What is needed: Copy every line of the entries that has the string "AppState" in it.

Excerpted records:
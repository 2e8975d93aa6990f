use axum::extract::{Path, State};
use axum::Json;
use uuid::Uuid;

use crate::api::{ApiResult, AppState, CurrentUser};
use crate::domain::aggregates::Cart;

pub(super) async fn list_cart(CurrentUser(user_id): CurrentUser, State(s): State<AppState>) -> ApiResult<Json<Cart>> {
    Ok(Json(s.services.cart.list_cart(user_id).await?))
}

pub(super) async fn add_to_cart(
    CurrentUser(user_id): CurrentUser,
    State(s): State<AppState>,
    Path(product_id): Path<Uuid>,
) -> ApiResult<Json<Cart>> {
    Ok(Json(s.services.cart.add_to_cart(user_id, product_id).await?))
}

pub(super) async fn remove_from_cart(
    CurrentUser(user_id): CurrentUser,
    State(s): State<AppState>,
    Path(product_id): Path<Uuid>,
) -> ApiResult<Json<Cart>> {
    Ok(Json(s.services.cart.remove_from_cart(user_id, product_id).await?))
}
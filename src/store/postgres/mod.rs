//! PostgreSQL store.

use async_trait::async_trait;
use rust_decimal::Decimal;
use sqlx::postgres::PgPoolOptions;
use sqlx::{PgPool, Postgres, Transaction};

use crate::domain::value_objects::Offer;
use crate::store::{Store, StoreError, StoreResult, StoreTx};

mod accounts;
mod carts;
mod catalog;
mod coupons;
mod orders;
mod sales;
mod wallets;

#[derive(Debug, Clone)]
pub struct PgStore {
    pool: PgPool,
}

impl PgStore {
    pub async fn connect(database_url: &str, max_connections: u32) -> StoreResult<Self> {
        let pool = PgPoolOptions::new().max_connections(max_connections).connect(database_url).await?;
        Ok(Self { pool })
    }

    pub async fn migrate(&self) -> StoreResult<()> {
        sqlx::migrate!("./migrations").run(&self.pool).await?;
        Ok(())
    }

    pub fn pool(&self) -> &PgPool { &self.pool }
}

#[async_trait]
impl Store for PgStore {
    async fn begin(&self) -> StoreResult<Box<dyn StoreTx>> {
        Ok(Box::new(PgTx { tx: self.pool.begin().await? }))
    }
}

/// A unit of work backed by one database transaction. `sqlx` rolls the
/// transaction back when it is dropped uncommitted.
pub struct PgTx {
    tx: Transaction<'static, Postgres>,
}

#[async_trait]
impl StoreTx for PgTx {
    async fn commit(self: Box<Self>) -> StoreResult<()> {
        self.tx.commit().await?;
        Ok(())
    }
}

/// Map a unique-constraint failure on a write to [`StoreError::UniqueViolation`].
fn write_error(what: &str) -> impl FnOnce(sqlx::Error) -> StoreError + '_ {
    move |e| match &e {
        sqlx::Error::Database(db) if db.is_unique_violation() => StoreError::UniqueViolation(what.to_string()),
        _ => StoreError::Database(e),
    }
}

fn offer_columns(offer: Option<Offer>) -> (Option<&'static str>, Decimal) {
    match offer {
        Some(o) => (Some(o.kind().as_str()), o.value()),
        None => (None, Decimal::ZERO),
    }
}

fn offer_from_columns(table: &'static str, kind: Option<&str>, value: Decimal) -> StoreResult<Option<Offer>> {
    Offer::from_columns(kind, value).map_err(|e| StoreError::corrupt(table, e))
}
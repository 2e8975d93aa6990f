//! Request body helpers.

use axum::async_trait;
use axum::extract::{FromRequest, Request};
use axum::Json;
use serde::de::DeserializeOwned;
use serde::{Deserialize, Deserializer};
use validator::Validate;

use crate::api::error::ApiError;

/// JSON body that has passed its `validator` rules. Malformed bodies and
/// rule violations both become 400 responses.
#[derive(Debug, Clone, Copy, Default)]
pub struct ValidatedJson<T>(pub T);

#[async_trait]
impl<T, S> FromRequest<S> for ValidatedJson<T>
where
    T: DeserializeOwned + Validate,
    S: Send + Sync,
{
    type Rejection = ApiError;

    async fn from_request(req: Request, state: &S) -> Result<Self, Self::Rejection> {
        let Json(value) = Json::<T>::from_request(req, state)
            .await
            .map_err(|rejection| ApiError::BadRequest(rejection.body_text()))?;
        value.validate().map_err(|e| ApiError::BadRequest(e.to_string()))?;
        Ok(Self(value))
    }
}

/// Tell an absent field (`None`) from an explicit `null` (`Some(None)`).
/// Use with `#[serde(default, deserialize_with = "double_option")]`.
pub fn double_option<'de, T, D>(deserializer: D) -> Result<Option<Option<T>>, D::Error>
where
    T: Deserialize<'de>,
    D: Deserializer<'de>,
{
    Option::<T>::deserialize(deserializer).map(Some)
}
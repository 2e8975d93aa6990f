//! Pricing rules shared by the cart and the order workflow.
//!
//! ## Offer policy
//! A product can carry its own offer and inherit one from its category. The
//! offer that takes the larger *absolute amount* off the product's price wins;
//! on a tie the category offer is used. Comparing raw offer values is not
//! meaningful when one offer is a percentage and the other a fixed amount.
//!
//! If the winning offer would make the price zero or negative, the product is
//! sold at its undiscounted price.

use rust_decimal::Decimal;
use serde::Serialize;
use crate::domain::aggregates::{Category, Product};
use crate::domain::value_objects::{round_money, Offer};

/// Orders with a subtotal strictly above this pay [`SHIPPING_FEE`].
pub const SHIPPING_THRESHOLD: Decimal = Decimal::from_parts(500, 0, 0, false, 0);
pub const SHIPPING_FEE: Decimal = Decimal::from_parts(30, 0, 0, false, 0);
/// Highest final price accepted for cash on delivery.
pub const CASH_ON_DELIVERY_LIMIT: Decimal = Decimal::from_parts(1000, 0, 0, false, 0);

/// Which offer produced an effective price.
#[derive(Clone, Copy, Debug, PartialEq, Eq, Serialize)]
#[serde(rename_all = "lowercase")]
pub enum OfferSource {
    None,
    Product,
    Category,
}

#[derive(Clone, Copy, Debug, PartialEq, Eq, Serialize)]
pub struct EffectivePrice {
    pub list_price: Decimal,
    pub price: Decimal,
    pub source: OfferSource,
}

pub fn effective_price(product: &Product, category: &Category) -> EffectivePrice {
    let list_price = product.price;
    let amount = |offer: Option<Offer>| offer.map(|o| o.discount_on(list_price)).unwrap_or(Decimal::ZERO);

    let product_cut = amount(product.offer);
    let category_cut = amount(category.offer);
    let (cut, source) = match (product_cut, category_cut) {
        (p, c) if p.is_zero() && c.is_zero() => (Decimal::ZERO, OfferSource::None),
        (p, c) if p > c => (p, OfferSource::Product),
        (_, c) => (c, OfferSource::Category),
    };

    let price = round_money(list_price - cut);
    if price <= Decimal::ZERO {
        return EffectivePrice { list_price, price: list_price, source: OfferSource::None };
    }
    EffectivePrice { list_price, price, source }
}

/// Money totals of an order.
#[derive(Clone, Copy, Debug, PartialEq, Eq, Serialize)]
pub struct OrderTotals {
    pub subtotal: Decimal,
    pub discount: Decimal,
    pub shipping: Decimal,
    pub final_price: Decimal,
}

impl OrderTotals {
    /// Totals for a new order; `discount` is clamped to the subtotal.
    pub fn compute(subtotal: Decimal, discount: Decimal) -> Self {
        let subtotal = round_money(subtotal);
        let discount = round_money(discount.min(subtotal).max(Decimal::ZERO));
        let shipping = shipping_for(subtotal);
        Self { subtotal, discount, shipping, final_price: subtotal + shipping - discount }
    }
}

pub fn shipping_for(subtotal: Decimal) -> Decimal {
    if subtotal > SHIPPING_THRESHOLD { SHIPPING_FEE } else { Decimal::ZERO }
}
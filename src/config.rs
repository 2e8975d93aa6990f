//! Server configuration

use clap::Parser;

/// Kars server configuration, read from flags or the environment.
#[derive(Debug, Clone, Parser)]
#[command(name = "kars", about = "Kars e-commerce backend", long_about = None)]
pub struct Config {
    /// Server host address
    #[arg(short = 'H', long, env = "SERVER_HOST", default_value = "0.0.0.0")]
    pub host: String,

    /// Server port
    #[arg(short, long, env = "SERVER_PORT", default_value = "8083")]
    pub port: u16,

    /// `PostgreSQL` connection string
    #[arg(long, env = "DATABASE_URL", hide_env_values = true)]
    pub database_url: String,

    #[arg(long, env = "DATABASE_MAX_CONNECTIONS", default_value = "10")]
    pub database_max_connections: u32,

    /// NATS server for domain events; events are only logged when unset
    #[arg(long, env = "NATS_URL")]
    pub nats_url: Option<String>,
}

impl Config {
    /// Load `.env` (if present), then parse flags and environment.
    pub fn load() -> Result<Self, clap::Error> {
        _ = dotenvy::dotenv();
        Self::try_parse()
    }

    pub fn socket_addr(&self) -> String {
        format!("{}:{}", self.host, self.port)
    }
}
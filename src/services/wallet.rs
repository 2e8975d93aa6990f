//! Wallet ledger.
//!
//! [`credit`] and [`debit`] run inside a caller's unit of work so a refund or
//! a wallet payment commits together with the order change that caused it.
//! Both update the stored balance and append one history entry.

use rust_decimal::Decimal;
use serde::Serialize;
use std::sync::Arc;
use uuid::Uuid;

use crate::domain::aggregates::{Wallet, WalletEntry};
use crate::store::{Store, StoreTx};
use crate::{EcommerceError, Result};

/// Credit `amount` to the user's wallet, opening the wallet on first use.
pub async fn credit(tx: &mut dyn StoreTx, user_id: Uuid, amount: Decimal, reason: &str) -> Result<Wallet> {
    let mut wallet = match tx.wallet_for_update(user_id).await? {
        Some(wallet) => wallet,
        None => Wallet::open(user_id),
    };
    let entry = wallet.credit(amount, reason)?;
    tx.save_wallet(&wallet).await?;
    tx.append_wallet_entry(&entry).await?;
    Ok(wallet)
}

/// Debit `amount` from the user's wallet. Fails without touching the balance
/// when the wallet is missing or holds less than `amount`.
pub async fn debit(tx: &mut dyn StoreTx, user_id: Uuid, amount: Decimal, reason: &str) -> Result<Wallet> {
    let mut wallet = tx
        .wallet_for_update(user_id)
        .await?
        .ok_or_else(|| EcommerceError::not_found("user wallet"))?;
    let entry = wallet.debit(amount, reason)?;
    tx.save_wallet(&wallet).await?;
    tx.append_wallet_entry(&entry).await?;
    Ok(wallet)
}

#[derive(Clone, Debug, Serialize)]
pub struct WalletStatement {
    #[serde(flatten)]
    pub wallet: Wallet,
    pub history: Vec<WalletEntry>,
}

#[derive(Clone)]
pub struct WalletService {
    store: Arc<dyn Store>,
}

impl WalletService {
    pub fn new(store: Arc<dyn Store>) -> Self { Self { store } }

    /// Balance and history, newest entry first.
    pub async fn get_wallet(&self, user_id: Uuid) -> Result<WalletStatement> {
        let mut tx = self.store.begin().await?;
        let wallet = tx
            .wallet_for_update(user_id)
            .await?
            .ok_or_else(|| EcommerceError::not_found("wallet"))?;
        let history = tx.wallet_history(wallet.id).await?;
        Ok(WalletStatement { wallet, history })
    }
}
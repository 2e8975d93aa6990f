//! Cart Aggregate

use chrono::{DateTime, Utc};
use rust_decimal::Decimal;
use serde::Serialize;
use uuid::Uuid;
use crate::domain::aggregates::Product;
use crate::domain::value_objects::round_money;

/// Upper bound on the quantity of a single cart line.
pub const MAX_UNITS_PER_LINE: i32 = 5;

#[derive(Clone, Debug, PartialEq, Serialize)]
pub struct Cart {
    pub id: Uuid,
    pub user_id: Uuid,
    pub total_items: i32,
    pub items: Vec<CartItem>,
    pub created_at: DateTime<Utc>,
    pub updated_at: DateTime<Utc>,
}

#[derive(Clone, Debug, PartialEq, Serialize)]
pub struct CartItem {
    pub id: Uuid,
    pub cart_id: Uuid,
    pub product_id: Uuid,
    pub product_name: String,
    pub product_price: Decimal,
    pub quantity: i32,
    pub total_price: Decimal,
}

impl Cart {
    pub fn for_user(user_id: Uuid) -> Self {
        let now = Utc::now();
        Self { id: Uuid::now_v7(), user_id, total_items: 0, items: vec![], created_at: now, updated_at: now }
    }

    pub fn is_empty(&self) -> bool { self.items.is_empty() }

    pub fn subtotal(&self) -> Decimal {
        round_money(self.items.iter().map(|i| i.total_price).sum())
    }

    pub fn item(&self, product_id: Uuid) -> Option<&CartItem> {
        self.items.iter().find(|i| i.product_id == product_id)
    }

    /// Add one unit of `product` priced at `unit_price`.
    ///
    /// An existing line is incremented and re-priced; otherwise a new line is
    /// opened at quantity 1. A line never exceeds [`MAX_UNITS_PER_LINE`] or the
    /// product's current stock.
    pub fn add_product(&mut self, product: &Product, unit_price: Decimal) -> Result<&CartItem, CartError> {
        if !product.is_in_stock() {
            return Err(CartError::OutOfStock { product: product.name.clone() });
        }

        let index = match self.items.iter().position(|i| i.product_id == product.id) {
            Some(index) => {
                let line = &mut self.items[index];
                let quantity = line.quantity + 1;
                if quantity > MAX_UNITS_PER_LINE {
                    return Err(CartError::LimitExceeded(format!(
                        "cannot add more than {MAX_UNITS_PER_LINE} units of {}", product.name
                    )));
                }
                if quantity > product.quantity {
                    return Err(CartError::LimitExceeded(format!(
                        "only {} units of {} in stock", product.quantity, product.name
                    )));
                }
                line.quantity = quantity;
                line.product_name = product.name.clone();
                line.product_price = unit_price;
                line.total_price = round_money(unit_price * Decimal::from(quantity));
                index
            }
            None => {
                self.items.push(CartItem {
                    id: Uuid::now_v7(), cart_id: self.id, product_id: product.id,
                    product_name: product.name.clone(), product_price: unit_price,
                    quantity: 1, total_price: unit_price,
                });
                self.items.len() - 1
            }
        };

        self.recount();
        Ok(&self.items[index])
    }

    pub fn remove_product(&mut self, product_id: Uuid) -> Result<CartItem, CartError> {
        let index = self.items.iter().position(|i| i.product_id == product_id).ok_or(CartError::ItemNotFound)?;
        let removed = self.items.remove(index);
        self.recount();
        Ok(removed)
    }

    fn recount(&mut self) {
        self.total_items = i32::try_from(self.items.len()).unwrap_or(i32::MAX);
        self.updated_at = Utc::now();
    }
}

#[derive(Debug, Clone, PartialEq, Eq, thiserror::Error)]
pub enum CartError {
    #[error("{product} is out of stock")]
    OutOfStock { product: String },
    #[error("{0}")]
    LimitExceeded(String),
    #[error("product not found in cart")]
    ItemNotFound,
}

#[cfg(test)]
mod tests {
    use super::*;
    use crate::domain::aggregates::NewProduct;

    fn product(stock: i32) -> Product {
        Product::create(NewProduct {
            name: "Canvas Tote".into(), price: Decimal::new(250, 0), quantity: stock,
            category_id: Uuid::now_v7(), ..Default::default()
        })
    }

    #[test]
    fn test_add_new_and_increment() {
        let p = product(10);
        let mut cart = Cart::for_user(Uuid::now_v7());
        cart.add_product(&p, Decimal::new(200, 0)).unwrap();
        let line = cart.add_product(&p, Decimal::new(225, 0)).unwrap();
        assert_eq!(line.quantity, 2);
        assert_eq!(line.total_price, Decimal::new(450, 0));
        assert_eq!(cart.total_items, 1);
        assert_eq!(cart.subtotal(), Decimal::new(450, 0));
    }

    #[test]
    fn test_sixth_unit_is_rejected() {
        let p = product(100);
        let mut cart = Cart::for_user(Uuid::now_v7());
        for _ in 0..MAX_UNITS_PER_LINE {
            cart.add_product(&p, p.price).unwrap();
        }
        let err = cart.add_product(&p, p.price).unwrap_err();
        assert!(matches!(err, CartError::LimitExceeded(_)));
        assert_eq!(cart.item(p.id).unwrap().quantity, MAX_UNITS_PER_LINE);
    }

    #[test]
    fn test_stock_caps_quantity() {
        let p = product(2);
        let mut cart = Cart::for_user(Uuid::now_v7());
        cart.add_product(&p, p.price).unwrap();
        cart.add_product(&p, p.price).unwrap();
        assert!(matches!(cart.add_product(&p, p.price), Err(CartError::LimitExceeded(_))));
    }

    #[test]
    fn test_out_of_stock() {
        let p = product(0);
        let mut cart = Cart::for_user(Uuid::now_v7());
        assert_eq!(cart.add_product(&p, p.price).unwrap_err(), CartError::OutOfStock { product: "Canvas Tote".into() });
        assert!(cart.is_empty());
    }

    #[test]
    fn test_total_items_tracks_lines() {
        let (a, b) = (product(5), product(5));
        let mut cart = Cart::for_user(Uuid::now_v7());
        cart.add_product(&a, a.price).unwrap();
        cart.add_product(&b, b.price).unwrap();
        cart.add_product(&a, a.price).unwrap();
        assert_eq!(cart.total_items, 2);
        cart.remove_product(a.id).unwrap();
        assert_eq!(cart.total_items, 1);
        assert_eq!(cart.remove_product(a.id), Err(CartError::ItemNotFound));
        assert_eq!(cart.total_items as usize, cart.items.len());
    }
}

Output for this task:
use crate::api::{ApiResult, AppState, CurrentUser};
pub(super) async fn list_cart(CurrentUser(user_id): CurrentUser, State(s): State<AppState>) -> ApiResult<Json<Cart>> {
    State(s): State<AppState>,
    State(s): State<AppState>,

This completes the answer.